> _WHAT YOU HAVE TO DO_: Only the lines from the one containing "let in_bytes = serde_json::to_vec(&record.document).map(|v|" through the one containing "line.push(b'\t');" should be printed, exactly as they appear below, with both ends included.

> _DATA TO EXAMINE_:

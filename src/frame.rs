//! Record framing (spec.md §4.1): locates, validates, and decompresses
//! variable-length records from an arbitrarily chunked byte stream.
//!
//! The wire format (spec.md §3): a `0x1E` separator, then little-endian
//! `path_length: u16`, `data_length: u32`, `timestamp: u64`, then `path`
//! and `data` bytes.

use serde_json::Value;

use crate::payload::decode_payload;

/// Record separator byte.
pub const RECORD_SEPARATOR: u8 = 0x1E;
/// `path` ceiling (spec.md §3).
pub const MAX_TELEMETRY_PATH: usize = 10 * 1024;
/// `data` ceiling (spec.md §3).
pub const MAX_TELEMETRY_DATA: usize = 200 * 1024;
/// path_length(2) + data_length(4) + timestamp(8).
pub const HEADER_SIZE: usize = 2 + 4 + 8;
/// Largest a single frame (header + path + data) can legally be.
pub const MAX_RECORD_SIZE: usize = HEADER_SIZE + MAX_TELEMETRY_PATH + MAX_TELEMETRY_DATA;

/// One decoded submission (spec.md §3 `TelemetryRecord`).
#[derive(Debug, Clone)]
pub struct TelemetryRecord {
    pub timestamp: u64,
    pub path: Vec<u8>,
    pub document: Value,
}

/// Result of asking the decoder for the next record.
#[derive(Debug)]
pub enum DecodeOutcome {
    /// A record was fully framed, decompressed, and parsed.
    Record(TelemetryRecord),
    /// Not enough bytes are buffered yet to complete a frame; feed more and retry.
    NeedMoreData,
    /// No more frames will ever be produced (the stream ended and nothing is pending).
    Eof,
}

/// Stream-framed record extractor. Non-blocking: `next_record` never waits
/// on I/O, it only inspects whatever has already been handed to `feed`.
///
/// State machine (spec.md §4.1):
/// ```text
/// SEEKING_SEP ── 0x1E found ──▶ READING_HDR
/// READING_HDR ── valid hdr ──▶ READING_BODY
/// READING_HDR ── invalid hdr ──▶ SEEKING_SEP (cursor += 1)
/// READING_BODY ── complete ──▶ DECODING
/// DECODING   ── ok ──▶ EMIT (back to SEEKING_SEP)
/// DECODING   ── fail ──▶ SEEKING_SEP
/// ANY        ── EOF mid-frame ──▶ SEEKING_SEP (preserve partial buffer)
/// ```
pub struct FrameDecoder {
    buf: Vec<u8>,
    cursor: usize,
    eof: bool,
    /// Count of records discarded due to a bad frame, inflate failure, or JSON parse error.
    pub records_failed: u64,
}

impl Default for FrameDecoder {
    fn default() -> Self {
        Self::new()
    }
}

impl FrameDecoder {
    pub fn new() -> Self {
        Self { buf: Vec::with_capacity(MAX_RECORD_SIZE), cursor: 0, eof: false, records_failed: 0 }
    }

    /// Append newly-read bytes. Compacts already-consumed bytes out of the
    /// buffer first so it never grows past roughly `MAX_RECORD_SIZE` plus
    /// whatever is handed in by one `feed` call.
    pub fn feed(&mut self, bytes: &[u8]) {
        if self.cursor > 0 {
            self.buf.drain(0..self.cursor);
            self.cursor = 0;
        }
        self.buf.extend_from_slice(bytes);
    }

    /// Signal that no more bytes will ever arrive. After this, a partial
    /// frame that can never complete resolves to `Eof` instead of
    /// `NeedMoreData` forever.
    pub fn finish(&mut self) {
        self.eof = true;
    }

    /// Extract the next valid record, or report why none is available yet.
    pub fn next_record(&mut self) -> DecodeOutcome {
        loop {
            let Some(sep_offset) = self.buf[self.cursor..].iter().position(|&b| b == RECORD_SEPARATOR) else {
                self.cursor = self.buf.len();
                return if self.eof { DecodeOutcome::Eof } else { DecodeOutcome::NeedMoreData };
            };
            let sep_pos = self.cursor + sep_offset;
            let header_start = sep_pos + 1;

            if self.buf.len() < header_start + HEADER_SIZE {
                self.cursor = sep_pos;
                return if self.eof { DecodeOutcome::Eof } else { DecodeOutcome::NeedMoreData };
            }

            let path_length = u16::from_le_bytes([self.buf[header_start], self.buf[header_start + 1]]) as usize;
            let data_length = u32::from_le_bytes([
                self.buf[header_start + 2],
                self.buf[header_start + 3],
                self.buf[header_start + 4],
                self.buf[header_start + 5],
            ]) as usize;

            if path_length > MAX_TELEMETRY_PATH || data_length > MAX_TELEMETRY_DATA {
                // Spurious separator: resync by one byte and keep scanning.
                self.cursor = sep_pos + 1;
                continue;
            }

            let timestamp = u64::from_le_bytes([
                self.buf[header_start + 6],
                self.buf[header_start + 7],
                self.buf[header_start + 8],
                self.buf[header_start + 9],
                self.buf[header_start + 10],
                self.buf[header_start + 11],
                self.buf[header_start + 12],
                self.buf[header_start + 13],
            ]);

            let body_start = header_start + HEADER_SIZE;
            let body_end = body_start + path_length + data_length;
            if self.buf.len() < body_end {
                self.cursor = sep_pos;
                return if self.eof { DecodeOutcome::Eof } else { DecodeOutcome::NeedMoreData };
            }

            let path = self.buf[body_start..body_start + path_length].to_vec();
            let data = &self.buf[body_start + path_length..body_end];

            let decoded = decode_payload(data, MAX_RECORD_SIZE);
            self.cursor = body_end;

            match decoded {
                Ok(document) => return DecodeOutcome::Record(TelemetryRecord { timestamp, path, document }),
                Err(e) => {
                    tracing::debug!(error = %e, "discarding record: payload decode failed");
                    self.records_failed += 1;
                    continue;
                }
            }
        }
    }
}
//! Glue between framing, schema-driven conversion, partitioning, and
//! output (SPEC_FULL.md's pipeline module). Mirrors `original_source/`'s
//! `ProcessFile`: read, convert, write, one record at a time, counting
//! throughput as it goes.

use std::io::Read;

use anyhow::{Context, Result};
use serde_json::Value;

use crate::converter::{convert, ConversionOutcome};
use crate::dimension_schema::DimensionSchema;
use crate::frame::{DecodeOutcome, FrameDecoder, TelemetryRecord};
use crate::histogram_cache::{HistogramCache, SchemaFetcher};
use crate::metrics::IngestMetrics;
use crate::record_writer::RecordWriter;

const READ_CHUNK: usize = 64 * 1024;

/// Ties one schema cache, one dimension schema, and one output sink
/// together to process whole byte streams of concatenated telemetry
/// frames.
pub struct Pipeline<F: SchemaFetcher, W: RecordWriter> {
    cache: HistogramCache<F>,
    dimension_schema: DimensionSchema,
    writer: W,
}

impl<F: SchemaFetcher, W: RecordWriter> Pipeline<F, W> {
    pub fn new(cache: HistogramCache<F>, dimension_schema: DimensionSchema, writer: W) -> Self {
        Self { cache, dimension_schema, writer }
    }

    /// Read `reader` to EOF, decoding, converting, and writing every
    /// record it frames. Returns once the writer has been flushed.
    pub fn process_reader<R: Read>(&mut self, mut reader: R, metrics: &mut IngestMetrics) -> Result<()> {
        let mut decoder = FrameDecoder::new();
        let mut buf = vec![0u8; READ_CHUNK];

        loop {
            let n = reader.read(&mut buf).context("read input stream")?;
            if n == 0 {
                decoder.finish();
            } else {
                decoder.feed(&buf[..n]);
            }

            loop {
                match decoder.next_record() {
                    DecodeOutcome::Record(record) => self.handle_record(record, metrics)?,
                    DecodeOutcome::NeedMoreData => break,
                    DecodeOutcome::Eof => {
                        self.writer.flush().context("flush output writer")?;
                        return Ok(());
                    }
                }
            }

            if n == 0 {
                break;
            }
        }

        self.writer.flush().context("flush output writer")?;
        Ok(())
    }

    fn handle_record(&mut self, record: TelemetryRecord, metrics: &mut IngestMetrics) -> Result<()> {
        let in_bytes = serde_json::to_vec(&record.document).map(|v| v.len() as u64).unwrap_or(0);
        let mut doc = record.document;

        match convert(&mut doc, &mut self.cache) {
            ConversionOutcome::Failed => {
                metrics.record_failure(in_bytes);
                return Ok(());
            }
            ConversionOutcome::Converted | ConversionOutcome::NoOp => {}
        }

        let metadata = doc.get("info").cloned().unwrap_or(Value::Null);
        let partition_path = self.dimension_schema.path_for(&metadata);

        // Handoff format (spec.md §6): "<uuid>\t<json>", uuid being the
        // record's path up to its first '/'.
        let uuid_len = record.path.iter().position(|&b| b == b'/').unwrap_or(record.path.len());
        let mut line = record.path[..uuid_len].to_vec();
        line.push(b'\t');
        line.extend_from_slice(&serde_json::to_vec(&doc).context("serialize record")?);

        let out_bytes = line.len() as u64;
        self.writer.write(&partition_path, &line).context("write record")?;
        metrics.record_ok(in_bytes, out_bytes);
        Ok(())
    }
}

> _RESULT OF THIS EXERCISE_:
        let in_bytes = serde_json::to_vec(&record.document).map(|v| v.len() as u64).unwrap_or(0);
        let mut doc = record.document;

        match convert(&mut doc, &mut self.cache) {
            ConversionOutcome::Failed => {
                metrics.record_failure(in_bytes);
                return Ok(());
            }
            ConversionOutcome::Converted | ConversionOutcome::NoOp => {}
        }

        let metadata = doc.get("info").cloned().unwrap_or(Value::Null);
        let partition_path = self.dimension_schema.path_for(&metadata);

        // Handoff format (spec.md §6): "<uuid>\t<json>", uuid being the
        // record's path up to its first '/'.
        let uuid_len = record.path.iter().position(|&b| b == b'/').unwrap_or(record.path.len());
        let mut line = record.path[..uuid_len].to_vec();
        line.push(b'\t');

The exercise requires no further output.